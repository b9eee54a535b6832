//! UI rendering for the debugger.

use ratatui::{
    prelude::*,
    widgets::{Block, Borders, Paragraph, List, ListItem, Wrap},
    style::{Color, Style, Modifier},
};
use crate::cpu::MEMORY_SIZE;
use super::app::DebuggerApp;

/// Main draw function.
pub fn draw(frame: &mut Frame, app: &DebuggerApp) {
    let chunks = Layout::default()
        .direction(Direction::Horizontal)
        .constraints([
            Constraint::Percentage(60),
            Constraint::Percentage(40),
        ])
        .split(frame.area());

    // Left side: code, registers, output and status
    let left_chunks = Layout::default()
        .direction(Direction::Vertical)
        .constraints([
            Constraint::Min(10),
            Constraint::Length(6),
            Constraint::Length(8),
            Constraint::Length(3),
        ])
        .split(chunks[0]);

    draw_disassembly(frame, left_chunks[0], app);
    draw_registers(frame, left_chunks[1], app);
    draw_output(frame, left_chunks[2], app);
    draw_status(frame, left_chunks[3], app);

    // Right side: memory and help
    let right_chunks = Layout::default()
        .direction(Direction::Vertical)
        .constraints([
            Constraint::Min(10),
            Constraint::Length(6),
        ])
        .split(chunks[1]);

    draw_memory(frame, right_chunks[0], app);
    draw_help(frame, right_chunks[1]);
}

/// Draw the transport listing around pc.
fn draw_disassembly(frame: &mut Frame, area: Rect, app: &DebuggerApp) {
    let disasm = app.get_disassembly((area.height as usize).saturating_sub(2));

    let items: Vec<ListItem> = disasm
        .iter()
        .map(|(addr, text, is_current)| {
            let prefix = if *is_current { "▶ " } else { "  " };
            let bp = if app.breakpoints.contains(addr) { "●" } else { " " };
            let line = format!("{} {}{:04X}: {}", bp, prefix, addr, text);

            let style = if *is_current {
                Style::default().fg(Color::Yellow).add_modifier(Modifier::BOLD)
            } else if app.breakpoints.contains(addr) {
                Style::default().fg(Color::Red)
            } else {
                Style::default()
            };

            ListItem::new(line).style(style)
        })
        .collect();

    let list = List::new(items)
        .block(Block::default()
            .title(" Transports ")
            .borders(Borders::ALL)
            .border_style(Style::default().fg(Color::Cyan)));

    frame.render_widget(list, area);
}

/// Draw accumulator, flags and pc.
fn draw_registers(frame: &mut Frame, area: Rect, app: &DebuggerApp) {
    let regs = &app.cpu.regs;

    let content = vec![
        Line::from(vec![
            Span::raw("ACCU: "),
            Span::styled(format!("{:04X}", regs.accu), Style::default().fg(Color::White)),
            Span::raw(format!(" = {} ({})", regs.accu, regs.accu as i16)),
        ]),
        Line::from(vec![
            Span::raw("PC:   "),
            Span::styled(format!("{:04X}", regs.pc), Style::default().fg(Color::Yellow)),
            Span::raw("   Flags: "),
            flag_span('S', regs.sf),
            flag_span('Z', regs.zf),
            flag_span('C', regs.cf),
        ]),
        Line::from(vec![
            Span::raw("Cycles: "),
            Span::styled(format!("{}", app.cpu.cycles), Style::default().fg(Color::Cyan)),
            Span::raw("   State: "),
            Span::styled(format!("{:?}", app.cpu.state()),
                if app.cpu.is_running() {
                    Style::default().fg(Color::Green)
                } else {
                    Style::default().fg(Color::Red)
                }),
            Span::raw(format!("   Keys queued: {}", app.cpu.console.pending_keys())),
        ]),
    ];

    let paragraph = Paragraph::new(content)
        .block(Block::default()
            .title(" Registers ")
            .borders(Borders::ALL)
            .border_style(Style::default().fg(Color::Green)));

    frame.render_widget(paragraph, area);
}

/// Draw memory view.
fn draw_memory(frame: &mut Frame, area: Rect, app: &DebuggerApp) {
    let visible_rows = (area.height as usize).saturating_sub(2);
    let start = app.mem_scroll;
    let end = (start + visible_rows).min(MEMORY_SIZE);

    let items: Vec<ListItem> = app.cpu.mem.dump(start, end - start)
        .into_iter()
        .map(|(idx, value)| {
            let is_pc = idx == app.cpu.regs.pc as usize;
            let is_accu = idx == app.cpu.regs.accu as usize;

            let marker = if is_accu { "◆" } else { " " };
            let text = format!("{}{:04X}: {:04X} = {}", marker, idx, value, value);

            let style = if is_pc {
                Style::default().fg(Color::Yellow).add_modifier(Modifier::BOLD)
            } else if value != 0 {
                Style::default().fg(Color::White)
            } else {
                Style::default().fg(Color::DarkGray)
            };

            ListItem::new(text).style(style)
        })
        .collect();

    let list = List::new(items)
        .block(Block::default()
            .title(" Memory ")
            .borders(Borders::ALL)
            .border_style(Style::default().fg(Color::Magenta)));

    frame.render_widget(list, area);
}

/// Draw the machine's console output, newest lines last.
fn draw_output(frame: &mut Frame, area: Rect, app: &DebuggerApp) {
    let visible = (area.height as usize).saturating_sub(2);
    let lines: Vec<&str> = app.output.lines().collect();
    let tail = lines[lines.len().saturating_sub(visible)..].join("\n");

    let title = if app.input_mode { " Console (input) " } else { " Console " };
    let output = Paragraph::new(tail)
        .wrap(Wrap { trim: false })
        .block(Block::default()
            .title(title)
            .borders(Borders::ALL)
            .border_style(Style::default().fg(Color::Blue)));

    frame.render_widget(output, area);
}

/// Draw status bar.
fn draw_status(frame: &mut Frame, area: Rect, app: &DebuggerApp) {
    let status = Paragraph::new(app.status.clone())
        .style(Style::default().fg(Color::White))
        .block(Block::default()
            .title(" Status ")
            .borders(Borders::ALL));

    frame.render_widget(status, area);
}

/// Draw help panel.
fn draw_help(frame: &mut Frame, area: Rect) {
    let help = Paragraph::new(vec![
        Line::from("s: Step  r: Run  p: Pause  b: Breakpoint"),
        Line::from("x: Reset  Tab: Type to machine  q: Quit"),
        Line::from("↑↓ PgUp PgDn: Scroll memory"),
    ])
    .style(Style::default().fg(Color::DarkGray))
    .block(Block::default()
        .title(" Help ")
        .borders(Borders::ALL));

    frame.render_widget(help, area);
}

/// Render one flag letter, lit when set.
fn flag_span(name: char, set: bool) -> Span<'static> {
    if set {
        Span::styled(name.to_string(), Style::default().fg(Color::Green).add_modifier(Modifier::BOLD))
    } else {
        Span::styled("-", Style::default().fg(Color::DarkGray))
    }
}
----------------------------------------
§ WHAT YOU NEED TO DO: Take from the listing every line in which the word "tail" appears.

§ RESPONSE:
    let tail = lines[lines.len().saturating_sub(visible)..].join("\n");
    let output = Paragraph::new(tail)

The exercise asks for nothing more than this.